Help please

janado
By janado Latest Reply 2013-06-13 02:48:59 -0500
Started 2013-06-11 14:41:40 -0500

I am a type 2 diabetic (diagnosed 9 years ago)and cannot get my blood sugar to go below 176. I am not on any medications, I limit my carb intake, my sugar intake, I exercise every day and walk 1.5-2 miles a day. I am not overweight, although I’d like to lose at least 10 more pounds. I have NO insurance and no doctor will see me without insurance. I take cinnamon capsules daily to try to lower my sugars, and incorporate cinnamon in as much foods as possible and even put it in my coffee. I do not drink sodas, or caffeine. I only drink water or decaf coffee.

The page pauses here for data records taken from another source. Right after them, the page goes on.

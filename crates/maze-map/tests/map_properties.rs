//! 地图层的属性测试
//!
//! 使用 proptest 验证方向代数、窗口平移与代价传播的性质。

use maze_map::{CostPropagator, Direction, Grid, PathBuilder, Position, Turn};
use proptest::prelude::*;

/// 随机走一条折线并在终点处记录 finish；窗口溢出时返回 None
fn random_walk(moves: &[(u8, u8)]) -> Option<Grid> {
    let mut grid = Grid::new();
    for &(dir, len) in moves {
        grid.advance(Direction::from_index(dir), len).ok()?;
    }
    grid.record_finish(grid.here());
    Some(grid)
}

proptest! {
    /// 测试相对转向与绝对方向的互逆
    #[test]
    fn turn_to_then_apply(a in 0u8..4, b in 0u8..4) {
        let from = Direction::from_index(a);
        let to = Direction::from_index(b);
        prop_assert_eq!(from.apply(from.turn_to(to)), to);
    }

    /// 测试左右旋转互逆、翻转两次恒等
    #[test]
    fn rotation_inverses(a in 0u8..4) {
        let d = Direction::from_index(a);
        prop_assert_eq!(d.left().right(), d);
        prop_assert_eq!(d.flip().flip(), d);
        prop_assert_eq!(d.left().left(), d.flip());
    }

    /// 测试窗口平移可逆（内容未被挤出时）
    #[test]
    fn shift_is_invertible(
        k in 1u8..7,
        marks in prop::collection::vec((7i16..10, 7i16..10, 0u8..4), 0..10),
    ) {
        let mut grid = Grid::new();
        for (x, y, dir) in marks {
            grid.add_mark(Position::new(x, y), Direction::from_index(dir));
        }
        let original = grid.clone();

        grid.shift_north(k).unwrap();
        grid.shift_south(k).unwrap();
        prop_assert_eq!(&grid, &original);

        grid.shift_west(k).unwrap();
        grid.shift_east(k).unwrap();
        prop_assert_eq!(&grid, &original);
    }

    /// 测试不剪枝时方向场处处指向代价恰好小 1 的邻格
    #[test]
    fn exhaustive_costs_descend(moves in prop::collection::vec((0u8..4, 1u8..4), 1..6)) {
        let Some(mut grid) = random_walk(&moves) else {
            return Ok(());
        };
        CostPropagator::exhaustive().propagate(&mut grid).unwrap();
        let finish = grid.finish().unwrap();

        let reached: Vec<_> = grid.iter().filter(|(_, c)| c.is_reached()).map(|(p, c)| (p, *c)).collect();
        for (pos, cell) in reached {
            if pos == finish {
                prop_assert_eq!(cell.cost, 0);
                continue;
            }
            let dir = cell.direction_to_finish;
            prop_assert!(grid.edge_marks(pos, dir) > 0);
            let next = grid.cell(pos.neighbor(dir)).unwrap();
            prop_assert_eq!(next.cost + 1, cell.cost);
        }
    }

    /// 测试路径回放从起点到达终点，总跳数等于起点代价
    #[test]
    fn path_replay_reaches_finish(moves in prop::collection::vec((0u8..4, 1u8..4), 1..6)) {
        let Some(mut grid) = random_walk(&moves) else {
            return Ok(());
        };
        let stats = CostPropagator::new().propagate(&mut grid).unwrap();
        let path = PathBuilder::default().build(&grid).unwrap();

        prop_assert!(path.is_complete());
        prop_assert_eq!(path.total_hops(), stats.start_cost as u32);

        let mut pos = grid.start();
        let mut heading = grid.cell(pos).unwrap().direction_to_finish;
        for segment in path.iter() {
            pos = pos.step(heading, segment.hops() as i16);
            if segment.turn != Turn::Finish {
                heading = heading.apply(segment.turn);
            }
        }
        prop_assert_eq!(Some(pos), grid.finish());
    }
}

I need advice on what else I can do to lower my sugars. Please do not tell me to go to my doctor, I don’t have one! Please see above!


6 replies

Clare R
Clare R 2013-06-13 02:48:59 -0500 Report

Are there no public clinics in your area that offer care at sliding-scale fees? You should look into that if you haven't already. Diabetes is a progressive disease, and we all need to be looked after by a doctor. I hope you can find some option… I know the frustration of being uninsured and diabetic. It sucks.

IronOre
IronOre 2013-06-11 21:44:54 -0500 Report

You should see a doctor, and get their input. You have done as much as you can without their help.
I think "no doctor will see me without insurance" is pretty much nonsense.
I have been without insurance for three years now, and have no problems seeing a doctor.

Graylin Bee
Graylin Bee 2013-06-11 17:08:12 -0500 Report

Welcome to DC.
It is possible certain foods, although lower in carbs, are giving you problems. For me I seem to get higher BG readings if I eat grains (corn, wheat, rice, oats). So, I try to avoid them. There are some fruits that give me higher readings than others. Through testing my BG before and after for every 30 minutes for 2 to 3 hours, I have learned which ones are ok for me.
There are so many foods that bother some but don't cause problems for others. A member shared how concentrated Tomato was a problem. I felt rather stupid for not figuring that one out. A tomato is fine for me to enjoy, but tomato paste mixed into a sauce, soup, or salad dressing and my BG will be much higher than a similar carb count item. I will still have a higher reading the morning after if I ate it ate my evening meal.
If your morning reading is always 176 or higher, adding a snack in the middle of the night might help. I have had some residents at assisted living places I have worked at that we needed to give a little something to eat during the night to keep their BG levels from going to high.It is so difficult to figure out what our malfunctioning endocrine system is doing.
Some people have found that their vitamins contain enough sugar to give them problems.
Not to be discouraging, but not all people with diabetes, no matter how hard they try, just don't have it respond to diet and exercise and weight loss. They need oral meds or insulin to manage it.

Nick1962
Nick1962 2013-06-11 15:22:11 -0500 Report

First, welcome to the group janado!
A couple questions:
When you say "limit" your carb and sugar intake, what does "limit" mean? What's your daily intake?
How do you eat them? Three meals? Five small meals?
Any vitamins, supplements, meds?

janado
janado 2013-06-11 16:33:23 -0500 Report

I limit my carbs to less than 15 for breakfast, 30 for lunch and 30 for dinner. I have carb free/sugar free snacks in between meals, so that I eat every 3 hours. More than that I get light headed and very irritable. I also have half a serving of carb with equal protein about an hour before bed. I limit my sugar to NO added sugar at all. The only sugar I get is from some fruits.
I do take supplements/vitamins (fish oil, vit b complex, multi vitamin, cinnamon, magnesium)

Nick1962
Nick1962 2013-06-11 17:33:39 -0500 Report

Ok, on the surface it sounds reasonable. Is your reading constantly around 176 or is that just a spike?
How are you calculating/counting your carbs? Is it strictly straight reading listed carbs for foods, or are you using a conversion or serving type method like Weight Watchers where you count total carbs, subtract proteins and such (basically 15 grams carbs = 1 “serving” carbs)?

Like Graylin states, some foods are just murder on some people’s numbers and you may have to do intensive testing to find out if that’s the case. Additionally, really look into those vitamins and supplements. The fish oiI I took was 15g carbs per pill which is one meal nearly. Also, look into your snacks. There is very little other than straight fish or meat that is truly “carb free”, and if you use the conversion method of counting carbs, there may not be enough to qualify as a “serving”, but still enough to add up quite significantly.

As I went through my diet, I found out that my carb counts were about 30% higher than I thought once I investigated further and added all the medications.

Again, like Graylin says, you may need some temporary medication if 176 is a constant number, but if that’s your number an hour after a meal, that’s not too bad.